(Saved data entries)

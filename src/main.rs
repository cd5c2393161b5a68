use anyhow::{Context, Result};
use clap::{Parser, Subcommand};
use compression_breakdown::chart::generate_dataset_charts;
use compression_breakdown::config::{series_for_family, FamilyTable};
use compression_breakdown::decompose::Decomposer;
use compression_breakdown::extract::{Extractor, MetricKind, SeriesKey};
use compression_breakdown::record::{load_records, Record};
use compression_breakdown::series::datasets;
use compression_breakdown::summary::{print_summary, summarize};
use rayon::prelude::*;
use std::collections::BTreeSet;
use std::path::{Path, PathBuf};
use tracing_subscriber::EnvFilter;

#[derive(Parser)]
#[command(name = "compression-breakdown")]
#[command(about = "Normalize and decompose batch-size compression benchmark results")]
struct Cli {
    /// JSON file describing format families (defaults to the OTel and TPC-H families)
    #[arg(long, global = true)]
    families: Option<PathBuf>,

    /// Enable debug logging
    #[arg(short, long, global = true, default_value = "false")]
    verbose: bool,

    #[command(subcommand)]
    command: Commands,
}

#[derive(Subcommand)]
enum Commands {
    /// Write SVG charts for every dataset in a results file
    Plot {
        /// Benchmark results JSON
        input: PathBuf,

        /// Output directory for charts
        #[arg(short, long, default_value = "./plots")]
        output: PathBuf,

        /// Only plot this dataset
        #[arg(short, long)]
        dataset: Option<String>,
    },

    /// Print one metric series
    Extract {
        input: PathBuf,

        #[arg(short, long)]
        dataset: String,

        #[arg(long)]
        variant: String,

        #[arg(short, long, default_value = "zstd")]
        algorithm: String,

        /// compression_ratio, {compression,decompression}_{time,throughput,speed}
        #[arg(short, long, default_value = "compression_ratio")]
        metric: MetricKind,
    },

    /// Print format efficiency, algorithm effectiveness and final ratio
    Decompose {
        input: PathBuf,

        #[arg(short, long)]
        dataset: String,

        #[arg(long)]
        variant: String,

        #[arg(short, long, default_value = "zstd")]
        algorithm: String,
    },

    /// Print per-format size tables at one batch size
    Summary {
        input: PathBuf,

        #[arg(short, long, default_value = "50000")]
        batch_size: u64,

        #[arg(short, long)]
        dataset: Option<String>,
    },
}

fn main() -> Result<()> {
    let cli = Cli::parse();
    init_logging(cli.verbose);

    let families = match &cli.families {
        Some(path) => FamilyTable::load(path)?,
        None => FamilyTable::default(),
    };

    match cli.command {
        Commands::Plot {
            input,
            output,
            dataset,
        } => {
            let records = load_input(&input)?;
            plot(&records, &families, dataset.as_deref(), &output)?;
        }
        Commands::Extract {
            input,
            dataset,
            variant,
            algorithm,
            metric,
        } => {
            let records = load_input(&input)?;
            let extractor = Extractor::new(&records, &families);
            let key = SeriesKey::new(&dataset, &variant, &algorithm);
            let points = extractor.extract(&key, metric);

            println!("{} / {} + {} : {}", dataset, variant, algorithm, metric.axis_label());
            if points.is_empty() {
                println!("  no data");
            }
            for point in points {
                match point.std {
                    Some(std) => println!("  {:>10} {:>12.3} ±{:.3}", point.batch_size, point.value, std),
                    None => println!("  {:>10} {:>12.3}", point.batch_size, point.value),
                }
            }
        }
        Commands::Decompose {
            input,
            dataset,
            variant,
            algorithm,
        } => {
            let records = load_input(&input)?;
            let decomposer = Decomposer::new(&records, &families);
            let decomposition = decomposer.decompose(&SeriesKey::new(&dataset, &variant, &algorithm));

            println!("\n{} / {} + {}", dataset, variant, algorithm);
            println!("{:=<72}", "");
            println!(
                "{:>10} {:>14} {:>14} {:>14} {:>14}",
                "Batch", "Format eff.", "Algo eff.", "Final ratio", "Identity err"
            );
            println!("{:-<72}", "");
            if decomposition.points().is_empty() {
                println!("  no data (no reference records for this dataset?)");
            }
            for point in decomposition.points() {
                println!(
                    "{:>10} {:>13.3}x {:>13.3}x {:>13.3}x {:>14.2e}",
                    point.batch_size,
                    point.format_efficiency,
                    point.algorithm_effectiveness,
                    point.final_ratio,
                    point.identity_error()
                );
            }
        }
        Commands::Summary {
            input,
            batch_size,
            dataset,
        } => {
            let records = load_input(&input)?;
            let algorithms: BTreeSet<&str> = records
                .iter()
                .flat_map(|r| r.algorithm_results.keys().map(String::as_str))
                .collect();
            let algorithms: Vec<&str> = algorithms.into_iter().collect();

            for name in selected_datasets(&records, dataset.as_deref()) {
                let rows = summarize(&records, &families, name, batch_size);
                if rows.is_empty() {
                    continue;
                }
                print_summary(name, batch_size, &rows, &algorithms);
            }
            println!();
        }
    }

    Ok(())
}

fn init_logging(verbose: bool) {
    let default_level = if verbose { "debug" } else { "warn" };
    let filter =
        EnvFilter::try_from_default_env().unwrap_or_else(|_| EnvFilter::new(default_level));
    let _ = tracing_subscriber::fmt()
        .with_env_filter(filter)
        .with_writer(std::io::stderr)
        .try_init();
}

fn load_input(path: &Path) -> Result<Vec<Record>> {
    let records = load_records(path)?;
    println!("Loaded {} results from {}", records.len(), path.display());
    Ok(records)
}

fn selected_datasets<'a>(records: &'a [Record], only: Option<&str>) -> Vec<&'a str> {
    datasets(records)
        .into_iter()
        .filter(|name| only.map_or(true, |wanted| wanted == *name))
        .collect()
}

/// Name of the family whose variants appear in `dataset`
fn dataset_family<'a>(records: &[Record], families: &'a FamilyTable, dataset: &str) -> Option<&'a str> {
    records
        .iter()
        .filter(|r| r.dataset == dataset)
        .find_map(|r| families.role(&r.variant).family())
        .map(|family| family.name.as_str())
}

fn plot(records: &[Record], families: &FamilyTable, only: Option<&str>, output_dir: &Path) -> Result<()> {
    std::fs::create_dir_all(output_dir).context("Failed to create output directory")?;

    let names = selected_datasets(records, only);
    println!("Found {} datasets: {:?}", names.len(), names);

    // Datasets only read the shared records, so they can be drawn in parallel
    let written: Vec<PathBuf> = names
        .par_iter()
        .map(|&dataset| {
            let family = dataset_family(records, families, dataset).unwrap_or_default();
            let configs = series_for_family(family);
            generate_dataset_charts(records, families, dataset, &configs, output_dir)
                .with_context(|| format!("Failed to plot {}", dataset))
        })
        .collect::<Result<Vec<_>>>()?
        .into_iter()
        .flatten()
        .collect();

    for path in &written {
        println!("Generated: {}", path.display());
    }
    if written.is_empty() {
        println!("No data to plot");
    } else {
        println!("\nAll {} plots saved to: {}", written.len(), output_dir.display());
    }
    Ok(())
}
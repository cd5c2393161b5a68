use crate::baseline::Baseline;
use crate::config::{FamilyTable, VariantRole};
use crate::record::{AlgorithmResult, Direction, Record};
use std::fmt;
use std::str::FromStr;
use tracing::warn;

/// Identifies one (dataset, variant, algorithm) combination
#[derive(Debug, Clone, PartialEq, Eq, Hash)]
pub struct SeriesKey {
    pub dataset: String,
    pub variant: String,
    pub algorithm: String,
}

impl SeriesKey {
    pub fn new(dataset: &str, variant: &str, algorithm: &str) -> Self {
        Self {
            dataset: dataset.to_string(),
            variant: variant.to_string(),
            algorithm: algorithm.to_string(),
        }
    }
}

/// A single value at one batch size
#[derive(Debug, Clone, Copy, PartialEq)]
pub struct Point {
    pub batch_size: u64,
    pub value: f64,
    /// Spread of the measurement, for timing and throughput metrics
    pub std: Option<f64>,
}

impl Point {
    pub fn new(batch_size: u64, value: f64) -> Self {
        Self {
            batch_size,
            value,
            std: None,
        }
    }

    pub fn with_std(batch_size: u64, value: f64, std: f64) -> Self {
        Self {
            batch_size,
            value,
            std: Some(std),
        }
    }
}

/// What to derive from each record
#[derive(Debug, Clone, Copy, PartialEq, Eq, Hash)]
pub enum MetricKind {
    /// Compression ratio relative to the reference encoding's bytes
    Ratio,
    /// Mean wall time in milliseconds
    Time(Direction),
    /// Stored throughput against the variant's own bytes
    Throughput(Direction),
    /// Throughput rescaled to the reference encoding's bytes
    E2eSpeed(Direction),
}

impl MetricKind {
    pub fn all() -> Vec<MetricKind> {
        let mut kinds = vec![MetricKind::Ratio];
        for &direction in Direction::all() {
            kinds.push(MetricKind::Time(direction));
            kinds.push(MetricKind::Throughput(direction));
            kinds.push(MetricKind::E2eSpeed(direction));
        }
        kinds
    }

    /// Stable identifier used in file names and on the command line
    pub fn slug(&self) -> String {
        match self {
            MetricKind::Ratio => "compression_ratio".to_string(),
            MetricKind::Time(d) => format!("{}_time", d.name()),
            MetricKind::Throughput(d) => format!("{}_throughput", d.name()),
            MetricKind::E2eSpeed(d) => format!("{}_speed", d.name()),
        }
    }

    /// Axis caption
    pub fn axis_label(&self) -> String {
        match self {
            MetricKind::Ratio => "Compression Ratio (vs reference)".to_string(),
            MetricKind::Time(d) => format!("{} Time (ms)", capitalize(d.name())),
            MetricKind::Throughput(d) => format!("{} Throughput (MB/s)", capitalize(d.name())),
            MetricKind::E2eSpeed(d) => {
                format!("{} Speed (MB/s, vs reference)", capitalize(d.name()))
            }
        }
    }

    fn needs_baseline(&self) -> bool {
        matches!(self, MetricKind::Ratio | MetricKind::E2eSpeed(_))
    }
}

impl fmt::Display for MetricKind {
    fn fmt(&self, f: &mut fmt::Formatter<'_>) -> fmt::Result {
        f.write_str(&self.slug())
    }
}

impl FromStr for MetricKind {
    type Err = String;

    fn from_str(s: &str) -> Result<Self, Self::Err> {
        MetricKind::all()
            .into_iter()
            .find(|kind| kind.slug() == s)
            .ok_or_else(|| {
                let known: Vec<String> = MetricKind::all().iter().map(|k| k.slug()).collect();
                format!("unknown metric '{}', expected one of: {}", s, known.join(", "))
            })
    }
}

fn capitalize(word: &str) -> String {
    let mut chars = word.chars();
    match chars.next() {
        Some(first) => first.to_uppercase().chain(chars).collect(),
        None => String::new(),
    }
}

/// Records of one (dataset, variant), stably sorted by batch size
pub fn select<'a>(records: &'a [Record], dataset: &str, variant: &str) -> Vec<&'a Record> {
    let mut selected: Vec<&Record> = records
        .iter()
        .filter(|r| r.dataset == dataset && r.variant == variant)
        .collect();
    selected.sort_by_key(|r| r.batch_size);
    selected
}

/// Derives comparable metric series from a set of raw records
#[derive(Debug, Clone, Copy)]
pub struct Extractor<'a> {
    records: &'a [Record],
    families: &'a FamilyTable,
}
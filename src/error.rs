use thiserror::Error;

/// Failure to interpret a benchmark results document.
///
/// Only structural problems are errors. A record that simply lacks an
/// algorithm, or a dataset with no reference record, is valid sparse data and
/// never produces one of these.
#[derive(Debug, Error)]
pub enum RecordError {
    #[error("invalid JSON: {0}")]
    Json(#[from] serde_json::Error),
    #[error("expected an array of records or an object with a `results` array, found {0}")]
    UnexpectedShape(&'static str),
    #[error("record {index} is not an object")]
    NotAnObject { index: usize },
    #[error("record {index} is missing required field `{field}`")]
    MissingField { index: usize, field: &'static str },
    #[error("record {index} has an invalid `{field}`: {reason}")]
    InvalidField {
        index: usize,
        field: String,
        reason: String,
    },
}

■ What to do:
Return exactly the line that contains "usize, field: &'static" and every line after it, through the last line of the records.

■ Reply:
    MissingField { index: usize, field: &'static str },
    #[error("record {index} has an invalid `{field}`: {reason}")]
    InvalidField {
        index: usize,
        field: String,
        reason: String,
    },
}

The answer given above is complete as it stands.